The water had begun to cool. He lifted his foot and manipulated the faucet with his toe and added some hot.
“Quid pro quo.”
“Hmm?”
“I’ve told you mine, now you tell me yours. What was happening with your wife’s medical condition that you didn’t see?”
He turned off the water and settled back against the tub, pulling her between his knees. “How ‘bout this…I’ll show you mine if you’ll show me yours.”
Was he stalling? She could fix that. Tucking away the pain of the past, she tipped her head back and grinned up at him. “How about, you tell me yours, then we lock it all away and play doctor?”
His arms tightened around her and it seemed to take him a moment to gather his thoughts. “You play dirty.”
“It’s a special nursing course, much like the one doctors take on illegible penmanship.”
Gabe’s chest hitched with a silent laugh, then he drew in a fortifying breath. “I called her at lunch and she said she was feeling a little short of breath. She’d been up, moving around on her crutches, so I told her to kick back and take it easy.” He shook his head. “I’d see it once, maybe twice a month in a patient referred to me after a long bone fracture, but I sure as hell didn’t see it in my own house. It was
right there
, the most common sign of a blood clot in the lungs…and I didn’t see it.”

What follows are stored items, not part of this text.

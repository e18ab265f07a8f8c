//! Moka backend implementation.

use std::time::Duration;

use async_trait::async_trait;
use chrono::{DateTime, Utc};
use dejavu_backend::{Backend, BackendError, BackendResult, Sighting};
use dejavu_core::Fingerprint;
use moka::future::Cache;
use smol_str::SmolStr;

/// Stored sighting together with its absolute expiry.
#[derive(Debug, Clone, Copy, PartialEq, Eq)]
pub(crate) struct Entry {
    pub(crate) sighting: Sighting,
    pub(crate) expire: DateTime<Utc>,
}

impl Entry {
    pub(crate) fn is_live(&self, now: DateTime<Utc>) -> bool {
        self.expire > now
    }
}

/// In-memory fingerprint store powered by Moka.
///
/// Each entry carries its own expiry, derived from the `ttl` passed to
/// [`Backend::write`]. A rewrite replaces the expiry rather than keeping the
/// old one, which is what lets repeated requests extend their window.
///
/// # Caveats
///
/// - Data is **not persisted**; it is lost on process restart
/// - Data is **not shared** across processes
/// - Moka evicts expired entries lazily, so [`MokaBackend::entry_count`] may
///   include expired entries until maintenance runs; reads never return them
#[derive(Clone)]
pub struct MokaBackend {
    pub(crate) cache: Cache<Fingerprint, Entry>,
    pub(crate) label: SmolStr,
}

impl std::fmt::Debug for MokaBackend {
    fn fmt(&self, f: &mut std::fmt::Formatter<'_>) -> std::fmt::Result {
        f.debug_struct("MokaBackend")
            .field("label", &self.label)
            .field("entries", &self.cache.entry_count())
            .finish()
    }
}

impl MokaBackend {
    /// Creates a new builder. Capacity must be set before building.
    pub fn builder() -> crate::builder::MokaBackendBuilder<crate::builder::NoCapacity> {
        crate::builder::MokaBackendBuilder::new()
    }

    /// Approximate number of entries, expired ones included until evicted.
    pub fn entry_count(&self) -> u64 {
        self.cache.entry_count()
    }

    /// Runs pending maintenance tasks such as expiry and eviction.
    pub async fn run_pending_tasks(&self) {
        self.cache.run_pending_tasks().await;
    }
}

#[async_trait]
impl Backend for MokaBackend {
    async fn read(&self, key: &Fingerprint) -> BackendResult<Option<Sighting>> {
        let now = Utc::now();
        Ok(self
            .cache
            .get(key)
            .await
            .filter(|entry| entry.is_live(now))
            .map(|entry| entry.sighting))
    }

    async fn write(&self, key: &Fingerprint, value: Sighting, ttl: Duration) -> BackendResult<()> {
        let ttl = chrono::Duration::from_std(ttl).map_err(BackendError::internal)?;
        let expire = Utc::now()
            .checked_add_signed(ttl)
            .ok_or_else(|| BackendError::internal("ttl is out of the supported time range"))?;
        let entry = Entry {
            sighting: value,
            expire,
        };
        self.cache.insert(key.clone(), entry).await;
        Ok(())
    }

    fn label(&self) -> &str {
        &self.label
    }
}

She stroked her hand over his chest, felt the heavy thump of his heart beneath her palm. It was impossible to imagine the pain, the guilt, the blame he placed on himself. There was nothing she could do about the pain—only time would heal that wound, but she could give him clarity. What he did with it was up to him. No one could do it for him.
Pushing away from his chest, Beth leaned back against his arm where it rested on the edge of the tub. “Was Rita increasing her time on the crutches, pushing a little more each day?”
A faint smile touched his lips. Memories. Good ones. “Every day. She pushed herself as hard as she did her patients.”
Maybe even harder, especially if someone wasn’t there to stop her. “Did she have any signs of an embolus when you left her that morning? Any of the symptoms you just described?”
“She was fine when I left her, but…”
“Was it something that started slowly, something you’d seen gradually increasing over a matter of days?”
The look he gave her clearly said,
were you sleeping in class during the lecture on this?
“No, of course not. You know as well as I do that’s not how a blood clot works in this instance.”
Bingo. “And if it were one of your patients or a colleague, if the situation were reversed, what would you tell them?”
He just stared at her, wheels turning, thoughts processing. When he finally spoke, his voice held a tremor. “The same thing you’re telling me. What everyone has been telling me for the past two years.”
“And that is?”
“It wasn’t my fault.” His chest rose and fell with large gulps of air. “It wasn’t my fault.” He wrapped his body around her and buried his face in the curve of her neck. She held him there, as the water churned around them, until the shaking stopped.